Here is an EE OBIA example based on Noel Gorelick's recent image segmentation presentation and example code (available here). Note that you'll need to adapt this to your particular input dataset and use case. (I feel justified making this generalization because the OP is asking about 'OBIA', which is not what the originally posted code represents). If all you care about are segments, then you can stop with clusters
. If you care about segment properties, and using those properties to classify the segments, see everything after clusters
:
var imageCollection = ee.ImageCollection('USDA/NAIP/DOQQ');
var geometry = /* color: #0b4a8b */ee.Geometry.Polygon(
[[[-121.89511299133301, 38.98496606984683],
[-121.89511299133301, 38.909335196675435],
[-121.69358253479004, 38.909335196675435],
[-121.69358253479004, 38.98496606984683]]], null, false);
var cdl2016 = ee.Image('USDA/NASS/CDL/2016');
var bands = ['R', 'G', 'B', 'N']
var img = imageCollection
.filterDate('2015-01-01', '2017-01-01')
.filterBounds(geometry)
.mosaic()
img = ee.Image(img).clip(geometry).divide(255).select(bands)
Map.centerObject(geometry, 13)
Map.addLayer(img, {gamma: 0.8}, 'RGBN', false)
var seeds = ee.Algorithms.Image.Segmentation.seedGrid(36);
// Run SNIC on the regular square grid.
var snic = ee.Algorithms.Image.Segmentation.SNIC({
image: img,
size: 32,
compactness: 5,
connectivity: 8,
neighborhoodSize:256,
seeds: seeds
}).select(['R_mean', 'G_mean', 'B_mean', 'N_mean', 'clusters'], ['R', 'G', 'B', 'N', 'clusters'])

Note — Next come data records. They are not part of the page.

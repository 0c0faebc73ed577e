// Copyright (c) 2024-2026 Martin Schröder <info@swedishembedded.com>
//
// SPDX-License-Identifier: MIT
//! Process & Input Sensor (C5): infers what a terminal session is doing from
//! child-process probes, output-rate tracking, and screen-content analysis.

use std::collections::VecDeque;
use std::time::{Duration, Instant};

use regex::RegexSet;

use crate::driver::{LocalProcessStatus, RemoteProcesses, TerminalKind};

/// A command is considered possibly stuck only once it has run this long
/// with no output.
const STUCK_THRESHOLD: Duration = Duration::from_secs(30);
/// Width of the sliding window used for lines/s and bytes/s estimation.
const RATE_WINDOW: Duration = Duration::from_secs(10);
/// How long a screen-analyzer verdict may be reused before it must be
/// recomputed.
const INPUT_WAIT_CACHE_TTL: Duration = Duration::from_millis(2_000);

#[derive(Debug, Clone, Copy, PartialEq, Eq)]
pub enum ProcessStatus {
    Idle,
    RunningInteractive,
    RunningStreaming,
    RunningSilent,
    PossiblyStuck,
    WaitingInput,
}

#[derive(Debug, Clone, Default)]
pub struct ProcessState {
    pub status: Option<ProcessStatus>,
    pub foreground_process: Option<String>,
    pub pid: Option<u32>,
    pub running_time: Option<Duration>,
    pub last_output_time: Option<Instant>,
    pub output_rate_lines_per_s: Option<f64>,
    pub data_rate_bytes_per_s: Option<f64>,
    pub suggestion: String,
    pub is_known_long_running: bool,
}

const INTERACTIVE_COMMANDS: &[&str] = &[
    "vim", "vi", "nvim", "nano", "emacs", "less", "more", "top", "htop", "man",
    "tmux", "screen", "mc", "ranger", "mysql", "psql", "python3", "python", "node", "irb",
];
const STREAMING_COMMANDS: &[&str] = &[
    "tail -f", "tail -F", "docker logs -f", "kubectl logs -f", "journalctl -f",
    "npm run dev", "npm start", "watch ", "dmesg -w",
];
const SILENT_COMMANDS: &[&str] = &[
    "git clone", "make", "cargo build", "cargo test", "npm install", "npm ci",
    "yarn install", "pip install", "apt-get update", "apt-get install",
    "tar ", "rsync ", "dd ", "scp ",
];

fn command_head_matches(command: &str, list: &[&str]) -> bool {
    let lower = command.trim().to_ascii_lowercase();
    list.iter().any(|p| lower.starts_with(p))
}

/// Sliding window of `(timestamp, line_count, byte_count)` samples used to
/// compute output rates over the last [`RATE_WINDOW`].
#[derive(Default)]
pub struct RateTracker {
    samples: VecDeque<(Instant, usize, usize)>,
}

impl RateTracker {
    pub fn record(&mut self, lines: usize, bytes: usize) {
        let now = Instant::now();
        self.samples.push_back((now, lines, bytes));
        while let Some((t, _, _)) = self.samples.front() {
            if now.duration_since(*t) > RATE_WINDOW {
                self.samples.pop_front();
            } else {
                break;
            }
        }
    }

    pub fn rates(&self) -> (f64, f64) {
        if self.samples.len() < 2 {
            return (0.0, 0.0);
        }
        let (t0, _, _) = self.samples.front().unwrap();
        let (t1, _, _) = self.samples.back().unwrap();
        let elapsed = t1.duration_since(*t0).as_secs_f64().max(0.001);
        let lines: usize = self.samples.iter().map(|(_, l, _)| l).sum();
        let bytes: usize = self.samples.iter().map(|(_, _, b)| b).sum();
        (lines as f64 / elapsed, bytes as f64 / elapsed)
    }
}

/// Classify the live process status of one session (C5, local/SSH split).
pub fn classify_process(
    kind: TerminalKind,
    command: Option<&str>,
    local: Option<&LocalProcessStatus>,
    remote: Option<&RemoteProcesses>,
    rates: (f64, f64),
) -> ProcessState {
    let mut state = ProcessState::default();

    let is_idle = match kind {
        TerminalKind::Local => local.map(|l| l.is_idle).unwrap_or(true),
        TerminalKind::Ssh => remote.map(|r| r.children.is_empty()).unwrap_or(true),
    };

    if is_idle {
        state.status = Some(ProcessStatus::Idle);
        state.suggestion = "Terminal is idle; ready for the next command.".into();
        return state;
    }

    let command = command.unwrap_or("");
    state.foreground_process = Some(command.to_string());
    state.pid = local.and_then(|l| l.foreground_pid);
    state.running_time = local.and_then(|l| l.running_time);
    state.output_rate_lines_per_s = Some(rates.0);
    state.data_rate_bytes_per_s = Some(rates.1);

    let is_interactive = command_head_matches(command, INTERACTIVE_COMMANDS);
    let is_streaming = command_head_matches(command, STREAMING_COMMANDS);
    let is_silent = command_head_matches(command, SILENT_COMMANDS);
    state.is_known_long_running = is_streaming || is_silent;

    if is_interactive {
        state.status = Some(ProcessStatus::RunningInteractive);
        state.suggestion = "An interactive program is running; use send_control_key to interact.".into();
        return state;
    }
    if is_streaming {
        state.status = Some(ProcessStatus::RunningStreaming);
        state.suggestion = "Output is streaming continuously; poll with get_terminal_context and stop with send_control_key when done.".into();
        return state;
    }
    // P5: a silent command is never classified as stuck, regardless of how
    // long it has been silent.
    if is_silent {
        state.status = Some(ProcessStatus::RunningSilent);
        state.suggestion = "Command is known to run silently; this is expected, keep waiting.".into();
        return state;
    }

    let running_time = state.running_time.unwrap_or_default();
    let has_output = rates.0 > 0.0 || rates.1 > 0.0;
    if running_time >= STUCK_THRESHOLD && !has_output {
        state.status = Some(ProcessStatus::PossiblyStuck);
        state.suggestion = "No output for a while; consider checking status or sending Ctrl-C.".into();
    } else {
        state.status = Some(ProcessStatus::RunningSilent);
        state.suggestion = "Command is running normally.".into();
    }
    state
}

// ─── Input-waiting screen analysis ─────────────────────────────────────────

#[derive(Debug, Clone, Copy, PartialEq, Eq)]
pub enum InputWaitKind {
    Password,
    YesNo,
    Selection,
    Pager,
    Editor,
    Prompt,
    None,
}

#[derive(Debug, Clone)]
pub struct InputWaitingState {
    pub kind: InputWaitKind,
    pub confidence: f64,
    pub suggested_response: Option<String>,
    pub computed_at: Instant,
}

impl InputWaitingState {
    fn is_fresh(&self) -> bool {
        self.computed_at.elapsed() < INPUT_WAIT_CACHE_TTL
    }
}

struct ScreenPatterns {
    password: RegexSet,
    yes_no: RegexSet,
    selection: RegexSet,
    pager: RegexSet,
    editor: RegexSet,
    prompt: RegexSet,
}

fn screen_patterns() -> &'static ScreenPatterns {
    use std::sync::OnceLock;
    static PATTERNS: OnceLock<ScreenPatterns> = OnceLock::new();
    PATTERNS.get_or_init(|| ScreenPatterns {
        password: RegexSet::new([
            r"(?i)password\s*:\s*$",
            r"(?i)\[sudo\] password for \w+:\s*$",
            r"(?i)enter passphrase",
            r"(?i)'s password:\s*$",
        ])
        .unwrap(),
        yes_no: RegexSet::new([r"\(y/n\)", r"(?i)continue\?\s*\[y/n\]", r"(?i)do you want to continue"])
            .unwrap(),
        selection: RegexSet::new([r"^\s*\d+\)\s", r"(?i)select\s+(an?\s+)?option"]).unwrap(),
        pager: RegexSet::new([r"^:\s*$", r"(?i)--more--", r"\(END\)"]).unwrap(),
        editor: RegexSet::new([r"-- INSERT --", r"-- VISUAL --", r"\^G Get Help"]).unwrap(),
        prompt: RegexSet::new([r"[$#%>]\s*$"]).unwrap(),
    })
}

/// Analyze the last N lines of a terminal buffer for an input-waiting
/// signal. Pure function; callers are responsible for the 2s cache TTL via
/// [`InputWaitingState::is_fresh`] / [`InputWaitCache`].
pub fn analyze_screen(tail: &str) -> InputWaitingState {
    let p = screen_patterns();
    let last_lines: Vec<&str> = tail.lines().rev().take(10).collect();
    let joined = last_lines.join("\n");

    let (kind, confidence, suggested_response) = if p.password.is_match(&joined) {
        (InputWaitKind::Password, 0.95, None)
    } else if p.yes_no.is_match(&joined) {
        (InputWaitKind::YesNo, 0.85, Some("y".to_string()))
    } else if p.selection.is_match(&joined) {
        (InputWaitKind::Selection, 0.7, None)
    } else if p.pager.is_match(&joined) {
        (InputWaitKind::Pager, 0.8, Some("q".to_string()))
    } else if p.editor.is_match(&joined) {
        (InputWaitKind::Editor, 0.8, Some("\u{1b}:wq\r".to_string()))
    } else if p.prompt.is_match(&joined) {
        (InputWaitKind::Prompt, 0.6, None)
    } else {
        (InputWaitKind::None, 0.0, None)
    };

    InputWaitingState { kind, confidence, suggested_response, computed_at: Instant::now() }
}

/// Caches the last [`analyze_screen`] verdict for [`INPUT_WAIT_CACHE_TTL`].
#[derive(Default)]
pub struct InputWaitCache {
    last: Option<InputWaitingState>,
}

impl InputWaitCache {
    pub fn get_or_compute(&mut self, tail: &str) -> InputWaitingState {
        if let Some(last) = &self.last {
            if last.is_fresh() {
                return last.clone();
            }
        }
        let computed = analyze_screen(tail);
        self.last = Some(computed.clone());
        computed
    }
}

impl Clone for InputWaitingState {
    fn clone(&self) -> Self {
        Self {
            kind: self.kind,
            confidence: self.confidence,
            suggested_response: self.suggested_response.clone(),
            computed_at: self.computed_at,
        }
    }
}

// ─── Synthesis ──────────────────────────────────────────────────────────────

#[derive(Debug, Clone, Default)]
pub struct EnvironmentContext {
    pub user: Option<String>,
    pub hostname: Option<String>,
    pub is_root: bool,
    pub cwd: Option<String>,
    pub virtualenv: Option<String>,
    pub ssh_depth: u32,
    pub prompt_type: Option<String>,
}

#[derive(Debug, Clone, Copy, PartialEq, Eq)]
pub enum OverallStatus {
    Idle,
    Busy,
    Stuck,
    WaitingInput,
}

#[derive(Debug, Clone)]
pub struct TerminalAwareness {
    pub status: OverallStatus,
    pub process: ProcessState,
    pub input_wait: InputWaitingState,
    pub environment: EnvironmentContext,
    pub suggestion: String,
    pub can_execute_command: bool,
    pub needs_user_input: bool,
}

/// Combine process state, input-wait state, and environment context into one
/// overall awareness verdict (§4.5 "Synthesis").
pub fn synthesize(
    process: ProcessState,
    input_wait: InputWaitingState,
    environment: EnvironmentContext,
) -> TerminalAwareness {
    let non_prompt_wait = !matches!(input_wait.kind, InputWaitKind::None | InputWaitKind::Prompt);

    let status = if non_prompt_wait {
        OverallStatus::WaitingInput
    } else if matches!(process.status, Some(ProcessStatus::PossiblyStuck)) {
        OverallStatus::Stuck
    } else if matches!(process.status, Some(ProcessStatus::Idle))
        || matches!(input_wait.kind, InputWaitKind::Prompt)
    {
        OverallStatus::Idle
    } else {
        OverallStatus::Busy
    };

    let suggestion = match status {
        OverallStatus::WaitingInput => match input_wait.kind {
            InputWaitKind::Password => "The terminal is waiting for a password. Do not send it in plain text over this channel; ask the user or use a credential helper.".to_string(),
            InputWaitKind::YesNo => "The terminal is waiting for a yes/no confirmation.".to_string(),
            InputWaitKind::Selection => "The terminal is waiting for a numbered selection.".to_string(),
            InputWaitKind::Pager => "A pager is open; send 'q' to exit or space to page.".to_string(),
            InputWaitKind::Editor => "An editor is open; prefer write_file instead of driving the editor interactively.".to_string(),
            _ => "The terminal is waiting for input.".to_string(),
        },
        OverallStatus::Stuck => process.suggestion.clone(),
        OverallStatus::Idle => "Terminal is idle; ready for the next command.".to_string(),
        OverallStatus::Busy => process.suggestion.clone(),
    };

    let can_execute_command = matches!(status, OverallStatus::Idle);
    let needs_user_input = matches!(status, OverallStatus::WaitingInput)
        && matches!(input_wait.kind, InputWaitKind::Password | InputWaitKind::Selection);

    TerminalAwareness { status, process, input_wait, environment, suggestion, can_execute_command, needs_user_input }
}

#[cfg(test)]
mod tests {
    use super::*;

    #[test]
    fn silent_command_never_stuck() {
        let local = LocalProcessStatus { is_idle: false, foreground_pid: Some(1), foreground_command: None, running_time: Some(Duration::from_secs(600)) };
        let state = classify_process(TerminalKind::Local, Some("cargo build --release"), Some(&local), None, (0.0, 0.0));
        assert_eq!(state.status, Some(ProcessStatus::RunningSilent));
    }

    #[test]
    fn long_silent_normal_command_becomes_stuck() {
        let local = LocalProcessStatus { is_idle: false, foreground_pid: Some(1), foreground_command: None, running_time: Some(Duration::from_secs(40)) };
        let state = classify_process(TerminalKind::Local, Some("./long_compile"), Some(&local), None, (0.0, 0.0));
        assert_eq!(state.status, Some(ProcessStatus::PossiblyStuck));
    }

    #[test]
    fn idle_when_no_child_process() {
        let local = LocalProcessStatus { is_idle: true, ..Default::default() };
        let state = classify_process(TerminalKind::Local, None, Some(&local), None, (0.0, 0.0));
        assert_eq!(state.status, Some(ProcessStatus::Idle));
    }

    #[test]
    fn streaming_command_detected() {
        let local = LocalProcessStatus { is_idle: false, ..Default::default() };
        let state = classify_process(TerminalKind::Local, Some("tail -f /var/log/syslog"), Some(&local), None, (5.0, 400.0));
        assert_eq!(state.status, Some(ProcessStatus::RunningStreaming));
    }

    #[test]
    fn password_prompt_detected() {
        let wait = analyze_screen("Updating nginx...\n[sudo] password for alice:");
        assert_eq!(wait.kind, InputWaitKind::Password);
        assert!(wait.confidence > 0.9);
    }

    #[test]
    fn plain_prompt_is_not_waiting_input() {
        let wait = analyze_screen("total 24\ndrwxr-xr-x  3 me me 4096 Jan  1 00:00 .\nme@host:~$ ");
        assert_eq!(wait.kind, InputWaitKind::Prompt);
    }

    #[test]
    fn synthesize_password_prompt_blocks_execution() {
        let process = ProcessState { status: Some(ProcessStatus::RunningSilent), ..Default::default() };
        let wait = analyze_screen("[sudo] password for alice:");
        let awareness = synthesize(process, wait, EnvironmentContext::default());
        assert_eq!(awareness.status, OverallStatus::WaitingInput);
        assert!(!awareness.can_execute_command);
        assert!(awareness.needs_user_input);
    }

    #[test]
    fn synthesize_stuck_process() {
        let process = ProcessState { status: Some(ProcessStatus::PossiblyStuck), suggestion: "maybe stuck".into(), ..Default::default() };
        let wait = InputWaitingState { kind: InputWaitKind::None, confidence: 0.0, suggested_response: None, computed_at: Instant::now() };
        let awareness = synthesize(process, wait, EnvironmentContext::default());
        assert_eq!(awareness.status, OverallStatus::Stuck);
    }

    #[test]
    fn rate_tracker_computes_rates() {
        let mut rt = RateTracker::default();
        rt.record(10, 1000);
        rt.record(10, 1000);
        let (lines, bytes) = rt.rates();
        assert!(lines > 0.0);
        assert!(bytes > 0.0);
    }

    #[test]
    fn input_wait_cache_reuses_within_ttl() {
        let mut cache = InputWaitCache::default();
        let first = cache.get_or_compute("me@host:~$ ");
        let second = cache.get_or_compute("totally different garbage with no prompt at all");
        assert_eq!(first.kind, second.kind);
    }
}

var clusters = snic.select('clusters')
Map.addLayer(clusters.randomVisualizer(), {}, 'clusters')
Map.addLayer(snic, {bands: ['R', 'G', 'B'], min:0, max:1, gamma: 0.8}, 'means', false)
// Compute per-cluster stdDev.
var stdDev = img.addBands(clusters).reduceConnectedComponents(ee.Reducer.stdDev(), 'clusters', 256)
Map.addLayer(stdDev, {min:0, max:0.1}, 'StdDev', false)
// Area, Perimeter, Width and Height
var area = ee.Image.pixelArea().addBands(clusters).reduceConnectedComponents(ee.Reducer.sum(), 'clusters', 256)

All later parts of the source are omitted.